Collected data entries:

==================================================

use std::io::Read;

use anyhow::{anyhow, Context, Result};
use scraper::{ElementRef, Html, Selector};
use tracing::{debug, warn};

use crate::dom::{Inspectable, SelectorResult, TEST_ATTRIBUTES};
use crate::engine::synthesize;

/// Attribute the browser front-end sets on the element under the pointer.
/// The engine never reads it, so it cannot leak into a locator.
pub const MARKER_ATTRIBUTE: &str = "data-selector-lens-target";

/// Tags that are worth a locator on a scan even without a role.
const INTERACTIVE_TAGS: &[&str] = &["a", "button", "input", "select", "textarea"];

/// Which elements of a document to synthesize locators for.
#[derive(Debug, Clone, Copy, PartialEq, Eq)]
pub enum Target<'s> {
    /// Every element matching a CSS selector.
    Selector(&'s str),
    /// The element carrying [`MARKER_ATTRIBUTE`].
    Marked,
    /// Every interactive element, in document order.
    Interactive,
}

/// Parse an HTML document.
pub fn parse(html: &str) -> Html {
    debug!(html_len = html.len(), "parsing HTML");
    Html::parse_document(html)
}

/// Read HTML from a file path, or from stdin when `input` is `-`.
pub fn read_source(input: &str) -> Result<String> {
    if input == "-" {
        let mut buf = String::new();
        std::io::stdin()
            .read_to_string(&mut buf)
            .context("Failed to read HTML from stdin")?;
        return Ok(buf);
    }
    std::fs::read_to_string(input).with_context(|| format!("Failed to read {input}"))
}

/// Synthesize locators for each targeted element of `document`.
///
/// An unparsable selector is an error; a selector matching nothing is not.
pub fn inspect<'a>(
    document: &'a Html,
    target: Target<'_>,
) -> Result<Vec<SelectorResult<ElementRef<'a>>>> {
    let elements = find_targets(document, target)?;
    if elements.is_empty() {
        warn!(kind = ?target, "no element matched");
    }

    let results: Vec<_> = elements
        .iter()
        .filter_map(|el| synthesize(Some(el)))
        .collect();
    debug!(kind = ?target, results = results.len(), "inspection complete");
    Ok(results)
}

/// Convenience wrapper: parse `html` and inspect a single CSS-selected element.
///
/// Returns the owned locator strings for the first match, if any.
pub fn locate_first(html: &str, selector: &str) -> Result<Option<[String; 3]>> {
    let document = parse(html);
    let results = inspect(&document, Target::Selector(selector))?;
    Ok(results
        .into_iter()
        .next()
        .map(|r| [r.css_scheme, r.role_scheme, r.xpath_scheme]))
}

fn find_targets<'a>(document: &'a Html, target: Target<'_>) -> Result<Vec<ElementRef<'a>>> {
    match target {
        Target::Selector(css) => {
            let selector = parse_selector(css)?;
            Ok(document.select(&selector).collect())
        }
        Target::Marked => {
            let selector = parse_selector(&format!("[{MARKER_ATTRIBUTE}]"))?;
            Ok(document.select(&selector).take(1).collect())
        }
        Target::Interactive => {
            let body = find_body(document);
            Ok(body
                .descendants()
                .filter_map(ElementRef::wrap)
                .filter(is_interactive)
                .collect())
        }
    }
}

fn parse_selector(css: &str) -> Result<Selector> {
    Selector::parse(css).map_err(|e| anyhow!("Invalid CSS selector '{css}': {e}"))
}

fn find_body(document: &Html) -> ElementRef<'_> {
    let root = document.root_element();
    root.children()
        .filter_map(ElementRef::wrap)
        .find(|el| el.tag_name() == "body")
        .unwrap_or(root)
}

fn is_interactive(el: &ElementRef<'_>) -> bool {
    let tag = el.tag_name();
    if tag == "input" && el.attribute("type") == Some("hidden") {
        return false;
    }
    if INTERACTIVE_TAGS.contains(&tag.as_str()) {
        return true;
    }
    el.non_empty_attribute("role").is_some()
        || TEST_ATTRIBUTES
            .iter()
            .any(|attr| el.non_empty_attribute(attr).is_some())
}

#[cfg(test)]
mod tests {
    use super::*;

    const FORM: &str = r#"<html><head><title>Login</title></head><body>
        <form id="login">
          <input type="hidden" name="csrf" value="abc">
          <input name="user">
          <div class="row"><span data-cy="hint">Tip</span></div>
          <button>Sign in</button>
        </form>
        <p>plain</p>
    </body></html>"#;

    #[test]
    fn selector_target_returns_all_matches() {
        let doc = parse(FORM);
        let results = inspect(&doc, Target::Selector("input")).unwrap();
        assert_eq!(results.len(), 2);
        assert_eq!(results[1].css_scheme, r#"cy.get('[name="user"]')"#);
    }

    #[test]
    fn invalid_selector_is_an_error() {
        let doc = parse(FORM);
        let err = inspect(&doc, Target::Selector("div[")).unwrap_err();
        assert!(err.to_string().contains("Invalid CSS selector"));
    }

    #[test]
    fn unmatched_selector_is_empty() {
        let doc = parse(FORM);
        assert!(inspect(&doc, Target::Selector("table")).unwrap().is_empty());
    }

    #[test]
    fn interactive_scan_skips_hidden_inputs_and_plain_text() {
        let doc = parse(FORM);
        let results = inspect(&doc, Target::Interactive).unwrap();
        let tags: Vec<&str> = results.iter().map(|r| r.info.tag.as_str()).collect();
        assert_eq!(tags, vec!["input", "span", "button"]);
        assert_eq!(
            results[2].role_scheme,
            "page.getByText('Sign in')"
        );
    }

    #[test]
    fn marked_element_is_found_and_marker_is_invisible() {
        let html = format!(
            r#"<body><ul><li>a</li><li {MARKER_ATTRIBUTE}="1">b</li></ul></body>"#
        );
        let doc = parse(&html);
        let results = inspect(&doc, Target::Marked).unwrap();
        assert_eq!(results.len(), 1);
        assert_eq!(results[0].css_scheme, "cy.get('ul:nth-child(1) > li:nth-child(2)')");
        assert!(!results[0].xpath_scheme.contains(MARKER_ATTRIBUTE));
    }

    #[test]
    fn locate_first_returns_owned_strings() {
        let [cy, pw, se] = locate_first(FORM, "button").unwrap().unwrap();
        assert_eq!(cy, "cy.contains('button', 'Sign in')");
        assert_eq!(pw, "page.getByText('Sign in')");
        assert_eq!(
            se,
            r#"driver.find_element(By.XPATH, "//*[@id='login']/button")"#
        );
        assert!(locate_first(FORM, "video").unwrap().is_none());
    }
}
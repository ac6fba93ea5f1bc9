// 核心数据结构和类型定义

pub mod types;
pub mod timer;
pub mod config;
pub mod error;

pub use types::*;
pub use timer::*;
pub use config::*;
pub use error::*;
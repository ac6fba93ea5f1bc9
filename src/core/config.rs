use anyhow::Context;
use serde::{Deserialize, Serialize};
use std::path::Path;
use std::time::Duration;

/// 播放引擎配置
///
/// 所有字段都有默认值，配置文件里只需写要覆盖的项
#[derive(Debug, Clone, PartialEq, Serialize, Deserialize)]
#[serde(default)]
pub struct EngineConfig {
    /// 控制层无操作后自动隐藏的延迟（毫秒）
    pub controls_hide_delay_ms: u64,
    /// “继续播放”提示显示时长（毫秒）
    pub resume_toast_duration_ms: u64,
    /// 退出全屏后强制刷新布局的延迟（毫秒）
    pub layout_refresh_delay_ms: u64,
    /// 低于该位置（秒）不写入进度，避免误拖动被记录
    pub progress_min_position: f64,
    /// 已看比例达到该值视为看完，不再续播
    pub resume_threshold: f64,
    /// 快进/快退步长（秒）
    pub skip_seconds: f64,
    /// 默认清晰度优先级，按顺序匹配
    pub preferred_qualities: Vec<String>,
    /// 倍速菜单选项
    pub speed_options: Vec<f64>,
    /// 原生播放出错后、回退到嵌入前的重试次数
    pub native_retry_limit: u32,
    pub storage_prefix_position: String,
    pub storage_prefix_percentage: String,
}

impl Default for EngineConfig {
    fn default() -> Self {
        Self {
            controls_hide_delay_ms: 3000,
            resume_toast_duration_ms: 3000,
            layout_refresh_delay_ms: 100,
            progress_min_position: 5.0,
            resume_threshold: 0.95,
            skip_seconds: 10.0,
            preferred_qualities: vec!["720p".to_string(), "480p".to_string()],
            speed_options: vec![2.0, 1.5, 1.25, 1.0, 0.75, 0.5],
            native_retry_limit: 0,
            storage_prefix_position: "vid_prog_".to_string(),
            storage_prefix_percentage: "vid_pct_".to_string(),
        }
    }
}

impl EngineConfig {
    /// 从 JSON 文件加载配置
    pub fn load(path: impl AsRef<Path>) -> anyhow::Result<Self> {
        let path = path.as_ref();
        let text = std::fs::read_to_string(path)
            .with_context(|| format!("无法读取配置文件: {}", path.display()))?;
        Self::from_json(&text).with_context(|| format!("配置文件格式错误: {}", path.display()))
    }

    pub fn from_json(text: &str) -> anyhow::Result<Self> {
        Ok(serde_json::from_str(text)?)
    }

    pub fn controls_hide_delay(&self) -> Duration {
        Duration::from_millis(self.controls_hide_delay_ms)
    }

    pub fn resume_toast_duration(&self) -> Duration {
        Duration::from_millis(self.resume_toast_duration_ms)
    }

    pub fn layout_refresh_delay(&self) -> Duration {
        Duration::from_millis(self.layout_refresh_delay_ms)
    }
}
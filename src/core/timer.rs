use std::time::{Duration, Instant};

/// 一次性计时器 - 用于控制层自动隐藏、续播提示消失、布局刷新
///
/// 不持有线程，由宿主的帧循环调用 [`OneShotTimer::fire`] 轮询到期
#[derive(Debug, Clone, Default)]
pub struct OneShotTimer {
    deadline: Option<Instant>,
}

impl OneShotTimer {
    pub fn new() -> Self {
        Self { deadline: None }
    }

    /// 从 `now` 起 `delay` 后到期（覆盖已有的计时）
    pub fn arm(&mut self, now: Instant, delay: Duration) {
        self.deadline = Some(now + delay);
    }

    /// 仅在未计时时才开始计时
    pub fn arm_if_idle(&mut self, now: Instant, delay: Duration) {
        if self.deadline.is_none() {
            self.arm(now, delay);
        }
    }

    pub fn cancel(&mut self) {
        self.deadline = None;
    }

    pub fn is_pending(&self) -> bool {
        self.deadline.is_some()
    }

    pub fn deadline(&self) -> Option<Instant> {
        self.deadline
    }

    /// 到期则返回 true 并清除计时，每次计时只触发一次
    pub fn fire(&mut self, now: Instant) -> bool {
        match self.deadline {
            Some(deadline) if now >= deadline => {
                self.deadline = None;
                true
            }
            _ => false,
        }
    }
}
//! 播放面状态机
//!
//! 状态：`Idle` → `Native` / `Embedded` → `Failed`
//! - 直链先交给原生媒体元素，原生出错回退为嵌入框架播放同一 URL
//! - 嵌入也失败则进入终态 `Failed`，只提供“外部打开”
//! - 每次重建播放面代数加一，旧播放面的回调按代数识别并丢弃

use crate::core::{
    DeliveryKind, EngineConfig, EngineError, Generation, MediaSource, PlaybackMode,
    PlaybackSession, Result, SurfaceEvent,
};
use crate::player::mode_detector;
use crate::player::progress_store::{watched_percentage, ProgressStore};
use log::{debug, error, info, warn};

/// 宿主平台的渲染面（原生媒体元素或嵌入框架）
///
/// 宿主挂载元素后，把该元素的回调连同挂载时的代数一起交回引擎
pub trait SurfaceHost {
    fn mount_native(&mut self, generation: Generation, url: &str, poster: Option<&str>);
    fn mount_embed(&mut self, generation: Generation, url: &str);
    /// 彻底销毁元素并解除所有事件监听（不是隐藏）
    fn teardown(&mut self, generation: Generation);
    fn play(&mut self);
    fn pause(&mut self);
    fn seek(&mut self, position: f64);
    fn set_playback_rate(&mut self, rate: f64);
    fn open_externally(&mut self, url: &str);
}

/// 状态机输入
#[derive(Debug, Clone, Copy, PartialEq, Eq)]
pub enum SurfaceInput {
    Classified(DeliveryKind),
    NativeError,
    EmbedError,
    Reset,
}

/// 状态转移表，`None` 表示该输入在当前状态下不产生转移
pub fn transition(mode: PlaybackMode, input: SurfaceInput) -> Option<PlaybackMode> {
    use PlaybackMode::*;
    match (mode, input) {
        (_, SurfaceInput::Reset) => Some(Idle),
        (Idle, SurfaceInput::Classified(DeliveryKind::DirectMedia)) => Some(Native),
        (Idle, SurfaceInput::Classified(DeliveryKind::OpaqueEmbed)) => Some(Embedded),
        (Native, SurfaceInput::NativeError) => Some(Embedded),
        (Embedded, SurfaceInput::EmbedError) => Some(Failed),
        _ => None,
    }
}

/// 事件处理后需要上层（控制层/通知）响应的结果
#[derive(Debug, Clone, PartialEq)]
pub enum SurfaceEffect {
    None,
    Started,
    Paused,
    /// 已跳转到上次观看位置
    Resumed { position: f64 },
    Ended,
    /// 原生播放出错，按重试策略重新挂载原生元素
    NativeRetry { attempt: u32 },
    ModeChanged(PlaybackMode),
}

/// 播放面 - 持有渲染面并执行回退状态机
pub struct PlaybackSurface {
    host: Box<dyn SurfaceHost>,
    session: PlaybackSession,
    content_key: String,
    poster: Option<String>,
    /// 宿主中当前存活的元素
    mounted: Option<Generation>,
    native_retries: u32,
    resume_checked: bool,
    native_retry_limit: u32,
    progress_min_position: f64,
    resume_threshold: f64,
}

impl PlaybackSurface {
    pub fn new(
        host: Box<dyn SurfaceHost>,
        content_key: impl Into<String>,
        poster: Option<String>,
        config: &EngineConfig,
    ) -> Self {
        Self {
            host,
            session: PlaybackSession::default(),
            content_key: content_key.into(),
            poster,
            mounted: None,
            native_retries: 0,
            resume_checked: false,
            native_retry_limit: config.native_retry_limit,
            progress_min_position: config.progress_min_position,
            resume_threshold: config.resume_threshold,
        }
    }

    pub fn session(&self) -> &PlaybackSession {
        &self.session
    }

    pub fn mode(&self) -> PlaybackMode {
        self.session.mode
    }

    pub fn generation(&self) -> Generation {
        self.session.generation
    }

    pub fn content_key(&self) -> &str {
        &self.content_key
    }

    pub fn poster(&self) -> Option<&str> {
        self.poster.as_deref()
    }

    /// 加载播放源：销毁旧播放面，重建会话，按投递类型挂载新元素
    pub fn load(&mut self, source: MediaSource) -> PlaybackMode {
        self.teardown_current();
        self.apply(SurfaceInput::Reset);

        let generation = self.session.generation.next();
        self.session = PlaybackSession::new(Some(source.clone()), generation);
        self.native_retries = 0;
        self.resume_checked = false;

        let kind = mode_detector::classify(&source.url);
        self.apply(SurfaceInput::Classified(kind));
        info!(
            "🎬 加载播放源 {} -> {} (代数 {})",
            source,
            self.session.mode.as_str(),
            generation
        );
        self.mount_current();
        self.session.mode
    }

    /// 处理宿主回调的生命周期事件
    ///
    /// `seek_dragging` 为 true 时忽略时间更新，避免覆盖用户正在拖动的进度
    pub fn handle_event(
        &mut self,
        generation: Generation,
        event: SurfaceEvent,
        store: &ProgressStore,
        seek_dragging: bool,
    ) -> Result<SurfaceEffect> {
        if generation != self.session.generation || self.mounted != Some(generation) {
            debug!(
                "🗑️ 丢弃过期事件 {} (事件代数 {}, 当前代数 {})",
                event.name(),
                generation,
                self.session.generation
            );
            return Err(EngineError::StaleEvent {
                event_generation: generation,
                current_generation: self.session.generation,
            });
        }

        match self.session.mode {
            PlaybackMode::Native => Ok(self.handle_native_event(event, store, seek_dragging)),
            PlaybackMode::Embedded => Ok(self.handle_embedded_event(event)),
            PlaybackMode::Idle | PlaybackMode::Failed => {
                debug!("{} 状态下忽略事件 {}", self.session.mode.as_str(), event.name());
                Ok(SurfaceEffect::None)
            }
        }
    }

    fn handle_native_event(
        &mut self,
        event: SurfaceEvent,
        store: &ProgressStore,
        seek_dragging: bool,
    ) -> SurfaceEffect {
        match event {
            SurfaceEvent::Play => {
                self.session.is_playing = true;
                SurfaceEffect::Started
            }
            SurfaceEvent::Pause => {
                self.session.is_playing = false;
                SurfaceEffect::Paused
            }
            SurfaceEvent::TimeUpdate {
                current_time,
                buffered_end,
            } => {
                if seek_dragging {
                    return SurfaceEffect::None;
                }
                self.session.current_time = self.clamp_to_duration(current_time);
                if let Some(end) = buffered_end {
                    self.session.buffered_end = self.clamp_to_duration(end);
                }
                self.persist_progress(store);
                SurfaceEffect::None
            }
            SurfaceEvent::LoadedMetadata { duration } => self.on_loaded_metadata(duration, store),
            SurfaceEvent::Ended => {
                if let Err(e) = store.clear(&self.content_key) {
                    warn!("⚠️ 清除进度失败: {}", e);
                }
                self.session.is_playing = false;
                info!("🏁 播放结束: {}", self.content_key);
                SurfaceEffect::Ended
            }
            SurfaceEvent::Error => self.on_native_error(),
            SurfaceEvent::EmbedError => {
                debug!("原生模式下收到嵌入错误，忽略");
                SurfaceEffect::None
            }
        }
    }

    fn handle_embedded_event(&mut self, event: SurfaceEvent) -> SurfaceEffect {
        match event {
            // 嵌入播放器自带 UI，宿主无法区分错误来源，统一按嵌入失败处理
            SurfaceEvent::Error | SurfaceEvent::EmbedError => {
                let url = self.active_url();
                error!("❌ 直链与嵌入均失败: {}", EngineError::SourceUnplayableEmbedded(url));
                self.apply(SurfaceInput::EmbedError);
                self.teardown_current();
                SurfaceEffect::ModeChanged(self.session.mode)
            }
            other => {
                debug!("嵌入模式下忽略事件 {}", other.name());
                SurfaceEffect::None
            }
        }
    }

    fn on_loaded_metadata(&mut self, duration: f64, store: &ProgressStore) -> SurfaceEffect {
        if !(duration.is_finite() && duration > 0.0) {
            debug!("时长未知（直播流？）: {}", duration);
            self.session.duration = None;
            return SurfaceEffect::None;
        }
        self.session.duration = Some(duration);
        self.session.current_time = self.clamp_to_duration(self.session.current_time);

        if self.resume_checked {
            return SurfaceEffect::None;
        }
        self.resume_checked = true;

        let record = match store.read(&self.content_key) {
            Ok(record) => record,
            Err(e) => {
                warn!("⚠️ 读取进度失败: {}", e);
                None
            }
        };
        match record {
            Some(record)
                if record.position_seconds > 0.0
                    && record.position_seconds < duration * self.resume_threshold =>
            {
                let position = record.position_seconds;
                self.host.seek(position);
                self.session.current_time = position;
                info!("⏩ 续播 {} 于 {:.1}s / {:.1}s", self.content_key, position, duration);
                SurfaceEffect::Resumed { position }
            }
            Some(record) => {
                debug!(
                    "进度 {:.1}s 已接近结尾（时长 {:.1}s），不续播",
                    record.position_seconds, duration
                );
                SurfaceEffect::None
            }
            None => SurfaceEffect::None,
        }
    }

    fn on_native_error(&mut self) -> SurfaceEffect {
        let url = self.active_url();
        warn!("⚠️ {}", EngineError::SourceUnplayableNative(url.clone()));

        if self.native_retries < self.native_retry_limit {
            self.native_retries += 1;
            let attempt = self.native_retries;
            info!("🔄 重试原生播放 ({}/{}): {}", attempt, self.native_retry_limit, url);
            self.remount(PlaybackMode::Native);
            return SurfaceEffect::NativeRetry { attempt };
        }

        info!("↪️ 原生播放失败，回退到嵌入框架: {}", url);
        if self.apply(SurfaceInput::NativeError) {
            self.remount(self.session.mode);
            SurfaceEffect::ModeChanged(self.session.mode)
        } else {
            SurfaceEffect::None
        }
    }

    /// 同一播放源换一个新元素（新代数），会话位置状态清零
    fn remount(&mut self, mode: PlaybackMode) {
        self.teardown_current();
        let source = self.session.active_source.clone();
        let generation = self.session.generation.next();
        self.session = PlaybackSession::new(source, generation);
        self.session.mode = mode;
        self.resume_checked = false;
        self.mount_current();
    }

    fn mount_current(&mut self) {
        let Some(source) = self.session.active_source.as_ref() else {
            return;
        };
        let generation = self.session.generation;
        match self.session.mode {
            PlaybackMode::Native => {
                self.host
                    .mount_native(generation, &source.url, self.poster.as_deref());
                self.mounted = Some(generation);
            }
            PlaybackMode::Embedded => {
                self.host.mount_embed(generation, &source.url);
                self.mounted = Some(generation);
            }
            PlaybackMode::Idle | PlaybackMode::Failed => {}
        }
    }

    /// 卸载：销毁元素并丢弃会话，回到 `Idle`
    ///
    /// 代数加一，之后到达的旧回调一律按过期处理
    pub fn unmount(&mut self) {
        self.teardown_current();
        if self.session.mode == PlaybackMode::Idle && self.session.active_source.is_none() {
            return;
        }
        self.apply(SurfaceInput::Reset);
        let generation = self.session.generation.next();
        self.session = PlaybackSession::new(None, generation);
    }

    /// 销毁宿主中的当前元素
    fn teardown_current(&mut self) {
        if let Some(generation) = self.mounted.take() {
            debug!("🧹 销毁播放面 (代数 {})", generation);
            self.host.teardown(generation);
        }
    }

    /// 应用状态转移，返回是否发生了转移
    fn apply(&mut self, input: SurfaceInput) -> bool {
        match transition(self.session.mode, input) {
            Some(next) => {
                if next != self.session.mode {
                    debug!("状态转移 {} -> {} ({:?})", self.session.mode.as_str(), next.as_str(), input);
                }
                self.session.mode = next;
                true
            }
            None => {
                debug!("状态 {} 不接受输入 {:?}", self.session.mode.as_str(), input);
                false
            }
        }
    }

    fn persist_progress(&self, store: &ProgressStore) {
        let position = self.session.current_time;
        let Some(duration) = self.session.duration else {
            return;
        };
        if position <= self.progress_min_position {
            return;
        }
        let percentage = watched_percentage(position, duration);
        if let Err(e) = store.write(&self.content_key, position, percentage) {
            warn!("⚠️ 写入进度失败: {}", e);
        }
    }

    fn clamp_to_duration(&self, value: f64) -> f64 {
        let value = if value.is_finite() { value.max(0.0) } else { 0.0 };
        match self.session.duration {
            Some(duration) => value.min(duration),
            None => value,
        }
    }

    fn active_url(&self) -> String {
        self.session
            .active_source
            .as_ref()
            .map(|s| s.url.clone())
            .unwrap_or_default()
    }

    // ===== 直接媒体控制（调用方保证处于 Native 模式）=====

    pub fn play(&mut self) {
        self.host.play();
        self.session.is_playing = true;
    }

    pub fn pause(&mut self) {
        self.host.pause();
        self.session.is_playing = false;
    }

    /// 跳转，目标限制在 `[0, duration]`，返回实际位置
    pub fn seek_to(&mut self, position: f64) -> f64 {
        let target = self.clamp_to_duration(position);
        self.host.seek(target);
        self.session.current_time = target;
        target
    }

    pub fn set_playback_rate(&mut self, rate: f64) {
        self.host.set_playback_rate(rate);
        self.session.playback_rate = rate;
    }

    /// 交给宿主在外部打开当前播放源（不自动重试）
    pub fn open_externally(&mut self) -> Option<String> {
        let url = self.session.active_source.as_ref()?.url.clone();
        info!("🌐 外部打开: {}", url);
        self.host.open_externally(&url);
        Some(url)
    }
}

impl Drop for PlaybackSurface {
    fn drop(&mut self) {
        self.unmount();
    }
}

==================================================

◆ Task to complete ◆
Please, from the entries above, set down exactly the lines from the one containing "return Ok(buf);" through the one containing "Ok(document.select(&selector).collect())", and only those.

◆ Task output ◆
        return Ok(buf);
    }
    std::fs::read_to_string(input).with_context(|| format!("Failed to read {input}"))
}

/// Synthesize locators for each targeted element of `document`.
///
/// An unparsable selector is an error; a selector matching nothing is not.
pub fn inspect<'a>(
    document: &'a Html,
    target: Target<'_>,
) -> Result<Vec<SelectorResult<ElementRef<'a>>>> {
    let elements = find_targets(document, target)?;
    if elements.is_empty() {
        warn!(kind = ?target, "no element matched");
    }

    let results: Vec<_> = elements
        .iter()
        .filter_map(|el| synthesize(Some(el)))
        .collect();
    debug!(kind = ?target, results = results.len(), "inspection complete");
    Ok(results)
}

/// Convenience wrapper: parse `html` and inspect a single CSS-selected element.
///
/// Returns the owned locator strings for the first match, if any.
pub fn locate_first(html: &str, selector: &str) -> Result<Option<[String; 3]>> {
    let document = parse(html);
    let results = inspect(&document, Target::Selector(selector))?;
    Ok(results
        .into_iter()
        .next()
        .map(|r| [r.css_scheme, r.role_scheme, r.xpath_scheme]))
}

fn find_targets<'a>(document: &'a Html, target: Target<'_>) -> Result<Vec<ElementRef<'a>>> {
    match target {
        Target::Selector(css) => {
            let selector = parse_selector(css)?;
            Ok(document.select(&selector).collect())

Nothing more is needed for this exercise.